With some progress in PowerManagement support (there's a patch nearly done for
reading the P-tables, written mostly by xexaxo, derived from thunderbirds
nvclock, with 0x40 adjustments from myself) in my opinion it's time to think
about the user aspect of this.
My personal idea for GPU scaling was similar to that of CPU scaling in
appearance eventually. When you look at the cpufreq-applet for Gnome, you see
the choice between every supported CPU speed, and an option for Automatic
scaling. To make an application like this possible nouveau needs to communicate
with users.
I was thinking a procfs or sysfs node for outputting a readable table with
possible modes like:

03: CPU=135MHz,Shdr=135MHz,Mem=135MHz,Vlt=0.8V,Fan=80%;

the node name would be something like pm_supported. Another node named
pm_current could output the current mode (for instance 03), and be writable to
set the desired mode. Mode numbers will be the identifier given by
pm_supported, found in the powermode table. A third node would then be required
to set auto scaling on or off (called pm_auto ?). All those nodes could
eventually be placed in a separate subdirectory (pm?)

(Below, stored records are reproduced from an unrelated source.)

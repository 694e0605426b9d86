//! Test doubles: an element adapter and a native compositor
#![allow(dead_code)]

use motio_animation::player::{NativeAnimation, NativeAnimationHost, NativeError, NativeKeyframeOptions, NativePlayState};
use motio_animation::MotionContext;
use motio_core::{Axis, BoundingBox, ElementAdapter, ManualTime, ReactiveValue, SchedulerHandle, Value};
use rustc_hash::FxHashMap;
use std::cell::{Cell, RefCell};
use std::rc::Rc;

pub struct Harness {
    pub time: ManualTime,
    pub scheduler: SchedulerHandle,
    pub ctx: MotionContext,
}

impl Harness {
    pub fn new() -> Self {
        init_tracing();
        let time = ManualTime::new(0.0);
        let scheduler = SchedulerHandle::with_time(time.clone());
        let ctx = MotionContext::new(&scheduler);
        Self { time, scheduler, ctx }
    }

    pub fn with_compositor(compositor: &Rc<MockCompositor>) -> Self {
        let mut harness = Self::new();
        harness.ctx = harness.ctx.with_native_host(compositor.clone());
        harness
    }

    /// Move the clock and run one frame at `ms`
    pub fn frame(&self, ms: f64) {
        self.time.set(ms);
        self.scheduler.end_turn();
        self.scheduler.tick(ms);
    }

    /// Run 16ms frames from `from` up to and including `to`
    pub fn frames(&self, from: f64, to: f64) {
        let mut t = from;
        while t <= to {
            self.frame(t);
            t += 16.0;
        }
    }
}

/// Route engine logs through the test writer; honours `RUST_LOG`
pub fn init_tracing() {
    let _ = tracing_subscriber::fmt()
        .with_env_filter(tracing_subscriber::EnvFilter::from_default_env())
        .with_test_writer()
        .try_init();
}

/// An element whose values and styles live in maps
#[derive(Default)]
pub struct TestElement {
    styles: RefCell<FxHashMap<String, Value>>,
    values: RefCell<FxHashMap<String, ReactiveValue>>,
    bounds: Cell<BoundingBox>,
    renders: Cell<usize>,
}

impl TestElement {
    pub fn new() -> Rc<Self> {
        Rc::new(Self::default())
    }

    pub fn with_style(self: Rc<Self>, key: &str, value: impl Into<Value>) -> Rc<Self> {
        self.styles.borrow_mut().insert(key.to_string(), value.into());
        self
    }

    pub fn set_bounds(&self, width: f64, height: f64) {
        self.bounds
            .set(BoundingBox::new(Axis::new(0.0, width), Axis::new(0.0, height)));
    }

    pub fn value(&self, key: &str) -> Option<ReactiveValue> {
        self.values.borrow().get(key).cloned()
    }

    pub fn number(&self, key: &str) -> Option<f64> {
        self.value(key).and_then(|value| value.get_number())
    }

    pub fn renders(&self) -> usize {
        self.renders.get()
    }
}

impl ElementAdapter for TestElement {
    fn read_value(&self, key: &str) -> Option<Value> {
        self.styles.borrow().get(key).cloned()
    }

    fn render(&self) {
        self.renders.set(self.renders.get() + 1);
    }

    fn measure_viewport_box(&self) -> BoundingBox {
        self.bounds.get()
    }

    fn get_value(&self, key: &str) -> Option<ReactiveValue> {
        self.value(key)
    }

    fn add_value(&self, key: &str, value: ReactiveValue) {
        self.values.borrow_mut().insert(key.to_string(), value);
    }
}

/// One animation handed to the mock compositor
pub struct MockAnimation {
    pub name: String,
    pub keyframes: Vec<Value>,
    pub options: NativeKeyframeOptions,
    state: Cell<NativePlayState>,
    current_time: Cell<Option<f64>>,
    start_time: Cell<Option<f64>>,
    rate: Cell<f64>,
    cancelled: Cell<bool>,
    on_finish: RefCell<Option<Box<dyn FnOnce()>>>,
}

impl MockAnimation {
    fn new(name: &str, keyframes: &[Value], options: &NativeKeyframeOptions) -> Self {
        Self {
            name: name.to_string(),
            keyframes: keyframes.to_vec(),
            options: options.clone(),
            state: Cell::new(NativePlayState::Idle),
            current_time: Cell::new(None),
            start_time: Cell::new(None),
            rate: Cell::new(1.0),
            cancelled: Cell::new(false),
            on_finish: RefCell::new(None),
        }
    }

    pub fn start_time(&self) -> Option<f64> {
        self.start_time.get()
    }

    pub fn rate(&self) -> f64 {
        self.rate.get()
    }

    pub fn is_cancelled(&self) -> bool {
        self.cancelled.get()
    }

    fn active_duration(&self) -> f64 {
        self.options.delay + self.options.duration * self.options.iterations
    }

    /// Advance the compositor's timeline to `now`, finishing if past the end
    pub fn advance_to(&self, now: f64) {
        if self.state.get() != NativePlayState::Running {
            return;
        }
        let start = self.start_time.get().unwrap_or(0.0);
        let time = (now - start) * self.rate.get();
        self.current_time.set(Some(time));
        if time >= self.active_duration() {
            self.finish();
        }
    }
}

impl NativeAnimation for MockAnimation {
    fn play(&self) {
        self.state.set(NativePlayState::Running);
    }

    fn pause(&self) {
        self.state.set(NativePlayState::Paused);
    }

    fn cancel(&self) {
        self.cancelled.set(true);
        self.state.set(NativePlayState::Idle);
        self.current_time.set(None);
    }

    fn finish(&self) {
        self.state.set(NativePlayState::Finished);
        self.current_time.set(Some(self.active_duration()));
        let callback = self.on_finish.borrow_mut().take();
        if let Some(callback) = callback {
            callback();
        }
    }

    fn play_state(&self) -> NativePlayState {
        self.state.get()
    }

    fn current_time(&self) -> Option<f64> {
        self.current_time.get()
    }

    fn set_current_time(&self, ms: f64) {
        self.current_time.set(Some(ms));
    }

    fn set_start_time(&self, ms: f64) {
        self.start_time.set(Some(ms));
    }

    fn set_playback_rate(&self, rate: f64) {
        self.rate.set(rate);
    }

    fn set_on_finish(&self, callback: Box<dyn FnOnce()>) {
        *self.on_finish.borrow_mut() = Some(callback);
    }
}

/// A compositor that records what it is asked to run
#[derive(Default)]
pub struct MockCompositor {
    pub linear_easing: bool,
    pub detached: Cell<bool>,
    pub refuse: Cell<bool>,
    unsupported: RefCell<Vec<String>>,
    animations: RefCell<Vec<Rc<MockAnimation>>>,
}

impl MockCompositor {
    pub fn new() -> Rc<Self> {
        Rc::new(Self::default())
    }

    pub fn with_linear_easing() -> Rc<Self> {
        Rc::new(Self {
            linear_easing: true,
            ..Default::default()
        })
    }

    pub fn disable(&self, name: &str) {
        self.unsupported.borrow_mut().push(name.to_string());
    }

    pub fn animations(&self) -> Vec<Rc<MockAnimation>> {
        self.animations.borrow().clone()
    }

    pub fn last(&self) -> Option<Rc<MockAnimation>> {
        self.animations.borrow().last().cloned()
    }

    /// Advance every running animation to `now`
    pub fn advance_to(&self, now: f64) {
        for animation in self.animations() {
            animation.advance_to(now);
        }
    }
}

impl NativeAnimationHost for MockCompositor {
    fn supports(&self, name: &str) -> bool {
        !self.unsupported.borrow().iter().any(|disabled| disabled == name)
    }

    fn supports_linear_easing(&self) -> bool {
        self.linear_easing
    }

    fn animate(
        &self,
        _element: &Rc<dyn ElementAdapter>,
        name: &str,
        keyframes: &[Value],
        options: &NativeKeyframeOptions,
    ) -> Result<Rc<dyn NativeAnimation>, NativeError> {
        if self.detached.get() {
            return Err(NativeError::Detached);
        }
        if self.refuse.get() {
            return Err(NativeError::Unsupported(format!("{name} refused")));
        }
        let animation = Rc::new(MockAnimation::new(name, keyframes, options));
        self.animations.borrow_mut().push(animation.clone());
        Ok(animation)
    }
}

1. joi pointed out that procfs is deprecated, and I should use sysfs instead.
There are two reasons to use procfs:
- DRM has a pointer to the right DRM subfolder (/proc/drm/<card number>) which
can be obtained by drm_device.control->proc_root. Ofcourse, if there's
something similar for sysfs available, then there's no problem. Otherwise
procfs simply saves a lot of hassle as long as DRM still promotes procfs to the
device drivers.
- sysfs was designed for "one value per node". The output of the pm_supported
node would be an entire table. Is this on par with the design of sysfs?
So: procfs or sysfs?

2. It sounds sensible to me to have one scaling algorithm (whatever that may
become... first things first). When you can scale you can have the maximum
performance as soon as you need it... so the aim should be maximum powersaving
at all time, without sacrificing on performance. Agreed, or should there be
several "auto" modes for different situations?